To securely store all of these bits, I wanted an explicitly reliable filesystem. The best one I know of today is ZFS. Not only does it support different levels of redundancy, but also stores checksums of every block and can guarantee that I can retrieve the data exactly how it was written. Unlike "brain-dead" filesystems which are commonly used for Windows and Linux machines, they do not have the capability to verify that every data block is not only readable, but matches what was written. I have had issues in the past where an fsck and/or chkdsk returns a good status, but the data content itself is corrupted.
The primary source of transient data errors are Unrecoverable Read Errors (URE) which is typically around 10^14 for your normal platter drives. The guys at CERN have measured this and found an effective URE rate of 3*10^7. So basically, if you have 1TB of data, expect that 3 of those files have silent corruption if you are not using a checksum based filesystem. This “bit-rot” problem grows as you have more and more data stored. When we had 1GB drives, it was extremely uncommon, but at 24TB - it is a certainty. I have not had those same issues since moving to ZFS.

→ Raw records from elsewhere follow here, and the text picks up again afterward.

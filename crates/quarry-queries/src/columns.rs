//! Projected columns
//!
//! A query either selects every column or an explicit ordered list of
//! fields given in external naming.

/// SELECT list of a query
#[derive(Debug, Clone, PartialEq, Eq, Default)]
pub enum Projection {
    /// `SELECT *`
    #[default]
    All,
    /// Explicit fields, in selection order
    Fields(Vec<String>),
}

impl Projection {
    /// Build a projection from field names; an empty list selects everything
    pub fn fields<S: Into<String>>(fields: impl IntoIterator<Item = S>) -> Self {
        let fields: Vec<String> = fields.into_iter().map(Into::into).collect();
        if fields.is_empty() {
            Self::All
        } else {
            Self::Fields(fields)
        }
    }

    pub fn is_all(&self) -> bool {
        matches!(self, Self::All)
    }
}

#[cfg(test)]
mod tests {
    use super::*;

    #[test]
    fn test_empty_field_list_selects_all() {
        assert!(Projection::fields(Vec::<String>::new()).is_all());
    }

    #[test]
    fn test_fields_keep_order() {
        let projection = Projection::fields(["title", "authorId"]);
        assert_eq!(
            projection,
            Projection::Fields(vec!["title".to_string(), "authorId".to_string()])
        );
    }
}
//! Query Sort Orders
//!
//! Sort orders define how query results should be ordered.

use std::fmt;

/// Sort direction
#[derive(Debug, Clone, Copy, PartialEq, Eq, Default)]
pub enum SortDirection {
    /// Ascending order (A-Z, 1-9, oldest first)
    #[default]
    Asc,
    /// Descending order (Z-A, 9-1, newest first)
    Desc,
}

impl SortDirection {
    /// SQL keyword
    pub fn as_sql(&self) -> &'static str {
        match self {
            Self::Asc => "ASC",
            Self::Desc => "DESC",
        }
    }
}

impl fmt::Display for SortDirection {
    fn fmt(&self, f: &mut fmt::Formatter<'_>) -> fmt::Result {
        f.write_str(self.as_sql())
    }
}

/// A single sort criterion
#[derive(Debug, Clone, PartialEq, Eq)]
pub struct SortCriterion {
    /// The field to sort by, in external naming
    pub field: String,
    /// The sort direction
    pub direction: SortDirection,
}

impl SortCriterion {
    /// Create a new sort criterion
    pub fn new(field: impl Into<String>, direction: SortDirection) -> Self {
        Self {
            field: field.into(),
            direction,
        }
    }
}

#[cfg(test)]
mod tests {
    use super::*;

    #[test]
    fn test_default_direction_is_ascending() {
        assert_eq!(SortDirection::default(), SortDirection::Asc);
        assert_eq!(SortDirection::Desc.to_string(), "DESC");
    }

    #[test]
    fn test_sort_criterion() {
        let criterion = SortCriterion::new("createdAt", SortDirection::Desc);
        assert_eq!(criterion.field, "createdAt");
        assert_eq!(criterion.direction.as_sql(), "DESC");
    }
}
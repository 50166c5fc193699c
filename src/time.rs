//! Time-of-day values for schedule entries.
//!
//! Schedules carry wall-clock times as `HH:MM:SS` text with no date. Only the
//! strict, zero-padded 24-hour form is accepted.

use crate::error::TimeError;
use chrono::{NaiveTime, Timelike};
use std::fmt;
use std::str::FromStr;

/// A clock time in `[00:00:00, 23:59:59]` with second precision.
///
/// # Examples
///
/// ```
/// use train_finder::TimeOfDay;
///
/// let t = TimeOfDay::parse_hms("04:15:00").unwrap();
/// assert_eq!(t.to_string(), "04:15:00");
/// assert!(TimeOfDay::parse_hms("25:00:00").is_err());
/// ```
#[derive(Debug, Clone, Copy, PartialEq, Eq, PartialOrd, Ord, Hash)]
pub struct TimeOfDay(NaiveTime);

impl TimeOfDay {
    /// Creates a time from its components, or `None` if any is out of range.
    pub fn from_hms(hour: u32, minute: u32, second: u32) -> Option<Self> {
        NaiveTime::from_hms_opt(hour, minute, second).map(TimeOfDay)
    }

    /// Parses `HH:MM:SS`.
    pub fn parse_hms(s: &str) -> Result<Self, TimeError> {
        if s.len() != 8 {
            return Err(TimeError::new("expected HH:MM:SS format"));
        }

        let bytes = s.as_bytes();
        if bytes[2] != b':' || bytes[5] != b':' {
            return Err(TimeError::new("expected colons at positions 2 and 5"));
        }

        let hour =
            parse_two_digits(&bytes[0..2]).ok_or_else(|| TimeError::new("invalid hour digits"))?;
        let minute = parse_two_digits(&bytes[3..5])
            .ok_or_else(|| TimeError::new("invalid minute digits"))?;
        let second = parse_two_digits(&bytes[6..8])
            .ok_or_else(|| TimeError::new("invalid second digits"))?;

        // chrono owns the range check (hour 0-23, minute and second 0-59)
        Self::from_hms(hour, minute, second)
            .ok_or_else(|| TimeError::new("time out of range 00:00:00-23:59:59"))
    }

    pub fn hour(&self) -> u32 {
        self.0.hour()
    }

    pub fn minute(&self) -> u32 {
        self.0.minute()
    }

    pub fn second(&self) -> u32 {
        self.0.second()
    }

    /// Returns the underlying chrono time.
    pub fn as_naive(&self) -> NaiveTime {
        self.0
    }
}

fn parse_two_digits(bytes: &[u8]) -> Option<u32> {
    match bytes {
        [a @ b'0'..=b'9', b @ b'0'..=b'9'] => Some(u32::from(a - b'0') * 10 + u32::from(b - b'0')),
        _ => None,
    }
}

impl FromStr for TimeOfDay {
    type Err = TimeError;

    fn from_str(s: &str) -> Result<Self, Self::Err> {
        Self::parse_hms(s)
    }
}

impl fmt::Display for TimeOfDay {
    fn fmt(&self, f: &mut fmt::Formatter<'_>) -> fmt::Result {
        write!(f, "{}", self.0.format("%H:%M:%S"))
    }
}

But that is all a side note to the real point of this article. How do I store all of those assets, and furthermore, how have I gone "Green" in the process? From my prior articles, you know I used a Norco 4U rack stuffed full of 20 Seagate 1.5TB drives. Then used two SuperMicro MV8 JBOD 8 port controllers to connect them to Solaris 10 where I had created a RAIDZ2 across 16 drives (8 drives on each controller) with 2 spare drives for the pool and 2 drives for the OS mirror with the onboard SATA ports. RAIDZ2 allows for 2 drives to fail and still be able to read and write data in a DEGRADED state. While that system was effective, stable, and extremely fast, it also consumed quite a bit of power and the case with all of its fans made a lot of noise pollution just to keep all those drives cool.
When I moved into my new house, I spent quite a bit on making it energy efficient. I replaced all the lights with LEDs (that deserves its own blog post about the importance of CRI in your household lights and ELV dimmers), ripped out and replaced much of the insulation, replaced the air conditioners with high SEER models, etc. So when it was time to rebuild the "storage server", I had to apply the same thinking.

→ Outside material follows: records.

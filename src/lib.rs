//! # Train Finder
//!
//! Finds the best three scheduled trains between two stations, ranked by
//! price, arrival time or departure time.
//!
//! ## Design Principles
//!
//! - **Typed input**: raw strings become a [`Query`] only after validation
//! - **Atomic decoding**: one malformed schedule entry fails the whole load
//! - **Exact prices**: fixed-point comparison via `rust_decimal`
//! - **Deterministic output**: equal keys are ordered by train id
//!
//! ## Example
//!
//! ```no_run
//! use train_finder::{validate, Schedule};
//! use std::fs::File;
//!
//! let schedule = Schedule::from_json_reader(File::open("data.json").unwrap()).unwrap();
//! let query = validate("1902", "1929", "price").unwrap();
//! train_finder::write_trains(&schedule.find_trains(&query), std::io::stdout()).unwrap();
//! ```

pub mod engine;
pub mod error;
pub mod input;
pub mod output;
pub mod price;
pub mod query;
pub mod time;
pub mod train;

pub use engine::{find_trains, Schedule, MAX_RESULTS};
pub use error::{DecodeError, FinderError, QueryError, Result, TimeError};
pub use input::{prompt_query, RawQuery};
pub use output::write_trains;
pub use price::Price;
pub use query::{validate, Criterion, Query};
pub use time::TimeOfDay;
pub use train::{decode, decode_json, RawTrainRecord, TrainRecord};
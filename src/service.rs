use tracing::info;

use crate::error::ServiceError;
use crate::parcel::{Parcel, ParcelStatus};
use crate::store::ParcelStore;

pub type Result<T> = std::result::Result<T, ServiceError>;

/// Lifecycle rules on top of [`ParcelStore`].
///
/// Address changes and deletion are only allowed while a parcel is still
/// registered. Status only moves forward one step at a time.
pub struct ParcelService {
    store: ParcelStore,
}

impl ParcelService {
    pub fn new(store: ParcelStore) -> Self {
        Self { store }
    }

    pub fn store(&self) -> &ParcelStore {
        &self.store
    }

    /// Register a new parcel for `client` and return it with its number set.
    pub fn register(&self, client: i64, address: &str) -> Result<Parcel> {
        let mut parcel = Parcel::new(client, address);
        parcel.number = self.store.add(&parcel)?;
        info!(
            number = parcel.number,
            client,
            address,
            created_at = %parcel.created_at,
            "registered parcel"
        );
        Ok(parcel)
    }

    pub fn client_parcels(&self, client: i64) -> Result<Vec<Parcel>> {
        Ok(self.store.get_by_client(client)?)
    }

    /// Advance the parcel one step. Returns `None` if it was already delivered.
    pub fn next_status(&self, number: i64) -> Result<Option<ParcelStatus>> {
        let parcel = self.store.get(number)?;
        let Some(next) = parcel.status.next() else {
            info!(number, "parcel already delivered");
            return Ok(None);
        };
        self.store.set_status(number, next)?;
        info!(number, from = %parcel.status, to = %next, "parcel status changed");
        Ok(Some(next))
    }

    pub fn change_address(&self, number: i64, address: &str) -> Result<()> {
        if !self
            .store
            .set_address_if_status(number, address, ParcelStatus::Registered)?
        {
            return Err(self.rejection(number));
        }
        info!(number, address, "parcel address changed");
        Ok(())
    }

    pub fn delete(&self, number: i64) -> Result<()> {
        if !self.store.delete_if_status(number, ParcelStatus::Registered)? {
            return Err(self.rejection(number));
        }
        info!(number, "parcel deleted");
        Ok(())
    }

    /// Explain why a conditional write on `number` touched no row.
    fn rejection(&self, number: i64) -> ServiceError {
        match self.store.get(number) {
            Ok(parcel) => ServiceError::NotRegistered {
                number,
                status: parcel.status,
            },
            Err(err) => ServiceError::Store(err),
        }
    }
}
use thiserror::Error;

use crate::parcel::ParcelStatus;

/// The single error surfaced by [`crate::ParcelStore`].
///
/// Missing rows, constraint failures and I/O problems all land here; callers
/// treat any `Err` as the operation having failed.
#[derive(Error, Debug)]
#[error(transparent)]
pub struct StoreError(#[from] rusqlite::Error);

impl StoreError {
    /// The underlying SQLite error.
    pub fn inner(&self) -> &rusqlite::Error {
        &self.0
    }
}

/// Text that does not name a [`ParcelStatus`].
#[derive(Error, Debug, Clone, PartialEq, Eq)]
#[error("unknown parcel status: {0:?}")]
pub struct ParseStatusError(pub String);

/// Errors raised by [`crate::ParcelService`].
#[derive(Error, Debug)]
pub enum ServiceError {
    #[error("storage error: {0}")]
    Store(#[from] StoreError),

    #[error("parcel {number} is {status}, only registered parcels can be changed")]
    NotRegistered { number: i64, status: ParcelStatus },
}
use rusqlite::{params, Connection, Row};
use tracing::debug;

use crate::error::StoreError;
use crate::parcel::{Parcel, ParcelStatus};
use crate::sqlite::{open_connection, SqliteConfig};

pub type Result<T> = std::result::Result<T, StoreError>;

const INSERT_PARCEL: &str =
    "INSERT INTO parcel (client, status, address, created_at) VALUES (?1, ?2, ?3, ?4)";

const SELECT_BY_NUMBER: &str =
    "SELECT number, client, status, address, created_at FROM parcel WHERE number = ?1";

const SELECT_BY_CLIENT: &str = "SELECT number, client, status, address, created_at \
     FROM parcel WHERE client = ?1 ORDER BY number";

const UPDATE_ADDRESS: &str = "UPDATE parcel SET address = ?1 WHERE number = ?2";

const UPDATE_STATUS: &str = "UPDATE parcel SET status = ?1 WHERE number = ?2";

const DELETE_PARCEL: &str = "DELETE FROM parcel WHERE number = ?1";

const UPDATE_ADDRESS_IF_STATUS: &str =
    "UPDATE parcel SET address = ?1 WHERE number = ?2 AND status = ?3";

const DELETE_PARCEL_IF_STATUS: &str = "DELETE FROM parcel WHERE number = ?1 AND status = ?2";

/// Data access for the `parcel` table.
///
/// Every method runs exactly one statement. The plain setters never check
/// whether a status or address change is allowed; that policy belongs to
/// [`crate::ParcelService`], which uses the `*_if_status` variants.
pub struct ParcelStore {
    conn: Connection,
}

impl ParcelStore {
    /// Wrap a connection whose schema already contains the `parcel` table.
    pub fn new(conn: Connection) -> Self {
        Self { conn }
    }

    /// Open the configured database, creating the schema if needed.
    pub fn open(config: &SqliteConfig) -> anyhow::Result<Self> {
        Ok(Self::new(open_connection(config)?))
    }

    /// Insert `parcel` and return its newly generated number.
    ///
    /// `parcel.number` is ignored.
    pub fn add(&self, parcel: &Parcel) -> Result<i64> {
        self.conn.execute(
            INSERT_PARCEL,
            params![
                parcel.client,
                parcel.status,
                parcel.address,
                parcel.created_at
            ],
        )?;
        let number = self.conn.last_insert_rowid();
        debug!(number, client = parcel.client, "added parcel");
        Ok(number)
    }

    /// Fetch a parcel by number. A missing row is an error.
    pub fn get(&self, number: i64) -> Result<Parcel> {
        let parcel = self
            .conn
            .query_row(SELECT_BY_NUMBER, [number], parcel_from_row)?;
        Ok(parcel)
    }

    /// Remove a parcel. Succeeds whether or not the row existed.
    pub fn delete(&self, number: i64) -> Result<()> {
        let affected = self.conn.execute(DELETE_PARCEL, [number])?;
        debug!(number, affected, "deleted parcel");
        Ok(())
    }

    pub fn set_address(&self, number: i64, address: &str) -> Result<()> {
        let affected = self.conn.execute(UPDATE_ADDRESS, params![address, number])?;
        debug!(number, affected, "updated parcel address");
        Ok(())
    }

    pub fn set_status(&self, number: i64, status: ParcelStatus) -> Result<()> {
        let affected = self.conn.execute(UPDATE_STATUS, params![status, number])?;
        debug!(number, %status, affected, "updated parcel status");
        Ok(())
    }

    /// Update the address only if the parcel currently has `status`.
    ///
    /// Returns whether a row was changed. Check and write are one statement.
    pub fn set_address_if_status(
        &self,
        number: i64,
        address: &str,
        status: ParcelStatus,
    ) -> Result<bool> {
        let affected = self
            .conn
            .execute(UPDATE_ADDRESS_IF_STATUS, params![address, number, status])?;
        debug!(number, %status, affected, "conditionally updated parcel address");
        Ok(affected > 0)
    }

    /// Delete the parcel only if it currently has `status`. Returns whether a
    /// row was removed.
    pub fn delete_if_status(&self, number: i64, status: ParcelStatus) -> Result<bool> {
        let affected = self
            .conn
            .execute(DELETE_PARCEL_IF_STATUS, params![number, status])?;
        debug!(number, %status, affected, "conditionally deleted parcel");
        Ok(affected > 0)
    }

    /// All parcels owned by `client`, oldest first.
    pub fn get_by_client(&self, client: i64) -> Result<Vec<Parcel>> {
        let mut stmt = self.conn.prepare(SELECT_BY_CLIENT)?;
        let rows = stmt.query_map([client], parcel_from_row)?;
        let mut parcels = Vec::new();
        for row in rows {
            parcels.push(row?);
        }
        Ok(parcels)
    }
}

fn parcel_from_row(row: &Row<'_>) -> rusqlite::Result<Parcel> {
    Ok(Parcel {
        number: row.get(0)?,
        client: row.get(1)?,
        status: row.get(2)?,
        address: row.get(3)?,
        created_at: row.get(4)?,
    })
}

But I did not want to focus exclusively on a "storage server". I had lots of other computers in the house, burning power, generating heat (in Texas where we use the A/C nearly year round), and taking up space. These were:
- HomeSeer for Home Automation of all those new Z-Wave switches, pool, irrigation, etc
- A ClearOS network server for DHCP & DNS (The reliability of the AT&T U-verse "Home Gateway" was problematic)
- a CCTV recorder for my security cameras
- a Media Server for the XBox, PS3, and Android devices
- a HTPC at first running PLEX, then switching to XBMC
- a Mac Mini running iTunes for the iPhones in the house and AppleTV
- A BitCoin manager for playing around with virtual currency
This items list below represents what is currently live and running in my main system. As you can see, I have been purchasing parts over the last few years as ideas (and budget!) came and went.
- 2012 Fall
- 2 x OCZ VTX3-25SAT3-120G Vertex 3 Solid State Drive
- 2012 Spring
- XIGMATEK Extreme Silient 140mm Case Fans
- APC SmartUPS 2200RM from eBay
- APC 9630 UPS Management Card 2
- 2011 Fall
- ASUS Radeon HD 6870 1GB 256-bit GDDR5 PCI Express Dual DVI/HDMI Video Card
- PCI Express 4 channel CCTV card SK-D104
- 2011 Spring
- Fractal Design Define R3 case
- Rosewill Lightning 1000W 80 Plus Gold
- ICY DOCK SSD bracket
- ASUS P755D Pro motherboard
- Zalman CNPS 9700 NT Ultra Quiet CPU Cooler
- G.Skill Ripjaw (4 x 4GB) DDR3-1333
- Intel Core i7 860 2.8 GHz Processor
- 8x3TB WD Green HDD WD30EZRSDTL- these run at 5900 RPM and have a 4k sector size
- 2010 Fall
- LSI MegaRAID Low-Power 9240-8i RAID controller
- areca MiniSAS to 4 SATA breakout cable
- 1 x Seagate 1.5TB drive
For the storage service, I took the LSI PCI Express card and assigned it directly to the Solaris 11 VM so it could bypass all the virtualization for IO. Then I made a raidz2 array across the 8 drives (the Solaris OS is a virtual disk on the SSD) and exported via CIFS, NFS, and a little bit of iSCSI.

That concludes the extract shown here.